* Exercise instructions
Please write out exactly, and only, the lines from the first in the material below to the line containing "pub struct RoyaltyEditionPlatform;", both included.

* Data excerpts
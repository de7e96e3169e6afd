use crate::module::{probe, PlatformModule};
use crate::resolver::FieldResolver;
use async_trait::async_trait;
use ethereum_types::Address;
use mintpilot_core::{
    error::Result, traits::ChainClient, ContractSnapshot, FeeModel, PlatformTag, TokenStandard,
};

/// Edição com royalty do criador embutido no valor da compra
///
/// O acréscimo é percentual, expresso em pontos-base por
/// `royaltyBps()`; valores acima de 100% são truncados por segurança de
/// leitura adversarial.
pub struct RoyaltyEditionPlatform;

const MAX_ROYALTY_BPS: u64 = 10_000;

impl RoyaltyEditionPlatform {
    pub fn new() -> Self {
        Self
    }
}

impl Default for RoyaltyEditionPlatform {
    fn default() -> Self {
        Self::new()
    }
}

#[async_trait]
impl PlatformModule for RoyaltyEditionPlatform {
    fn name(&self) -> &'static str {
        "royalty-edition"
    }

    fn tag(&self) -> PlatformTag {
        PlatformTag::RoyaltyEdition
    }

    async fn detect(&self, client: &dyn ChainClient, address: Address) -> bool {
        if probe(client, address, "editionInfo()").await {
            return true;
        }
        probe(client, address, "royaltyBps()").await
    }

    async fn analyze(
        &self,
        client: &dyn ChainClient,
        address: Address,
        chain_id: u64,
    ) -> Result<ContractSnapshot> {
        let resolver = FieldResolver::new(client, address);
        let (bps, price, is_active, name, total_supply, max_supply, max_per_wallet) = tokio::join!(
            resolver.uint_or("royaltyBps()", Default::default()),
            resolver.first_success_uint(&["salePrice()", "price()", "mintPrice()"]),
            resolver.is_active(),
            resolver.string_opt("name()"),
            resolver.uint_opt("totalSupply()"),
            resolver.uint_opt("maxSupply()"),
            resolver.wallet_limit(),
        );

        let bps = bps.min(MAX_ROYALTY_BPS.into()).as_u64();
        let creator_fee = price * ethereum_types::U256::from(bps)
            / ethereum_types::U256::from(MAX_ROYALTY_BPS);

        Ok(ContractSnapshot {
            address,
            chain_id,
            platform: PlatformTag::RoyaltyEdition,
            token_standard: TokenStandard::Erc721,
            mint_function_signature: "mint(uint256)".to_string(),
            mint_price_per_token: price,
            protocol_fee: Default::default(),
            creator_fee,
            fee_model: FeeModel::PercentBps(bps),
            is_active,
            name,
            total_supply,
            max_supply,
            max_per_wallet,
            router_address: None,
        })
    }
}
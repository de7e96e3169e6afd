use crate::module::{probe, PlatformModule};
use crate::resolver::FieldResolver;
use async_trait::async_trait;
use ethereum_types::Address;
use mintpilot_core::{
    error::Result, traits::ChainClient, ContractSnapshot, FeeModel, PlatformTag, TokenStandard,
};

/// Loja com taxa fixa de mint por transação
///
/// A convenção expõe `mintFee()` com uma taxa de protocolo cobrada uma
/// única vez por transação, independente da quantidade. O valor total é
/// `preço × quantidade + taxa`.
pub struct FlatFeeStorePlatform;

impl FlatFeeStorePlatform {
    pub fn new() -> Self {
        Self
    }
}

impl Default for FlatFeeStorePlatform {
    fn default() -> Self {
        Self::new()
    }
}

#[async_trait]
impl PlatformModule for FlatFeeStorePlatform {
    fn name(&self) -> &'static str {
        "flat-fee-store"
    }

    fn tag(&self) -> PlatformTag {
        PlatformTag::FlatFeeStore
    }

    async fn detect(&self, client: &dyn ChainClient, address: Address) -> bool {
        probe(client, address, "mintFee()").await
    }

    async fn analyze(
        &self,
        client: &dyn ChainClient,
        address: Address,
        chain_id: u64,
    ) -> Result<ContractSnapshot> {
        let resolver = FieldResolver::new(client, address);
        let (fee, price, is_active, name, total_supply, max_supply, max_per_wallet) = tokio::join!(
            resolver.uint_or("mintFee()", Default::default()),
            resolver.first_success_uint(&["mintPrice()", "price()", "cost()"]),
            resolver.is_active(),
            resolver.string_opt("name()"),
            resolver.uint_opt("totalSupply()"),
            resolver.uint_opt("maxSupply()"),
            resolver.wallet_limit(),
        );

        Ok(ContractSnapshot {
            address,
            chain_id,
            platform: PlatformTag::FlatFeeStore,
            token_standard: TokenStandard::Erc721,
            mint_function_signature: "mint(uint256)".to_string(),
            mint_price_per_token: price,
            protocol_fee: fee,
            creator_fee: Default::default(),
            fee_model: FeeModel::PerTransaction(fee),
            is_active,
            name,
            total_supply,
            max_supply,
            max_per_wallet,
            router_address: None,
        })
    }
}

* Task result
repository de7e96e3169e6afd
use crate::module::{probe, PlatformModule};
use crate::resolver::FieldResolver;
use async_trait::async_trait;
use ethereum_types::Address;
use mintpilot_core::{
    error::Result, traits::ChainClient, ContractSnapshot, FeeModel, PlatformTag, TokenStandard,
};

/// Edição com royalty do criador embutido no valor da compra
///
/// O acréscimo é percentual, expresso em pontos-base por
/// `royaltyBps()`; valores acima de 100% são truncados por segurança de
/// leitura adversarial.
pub struct RoyaltyEditionPlatform;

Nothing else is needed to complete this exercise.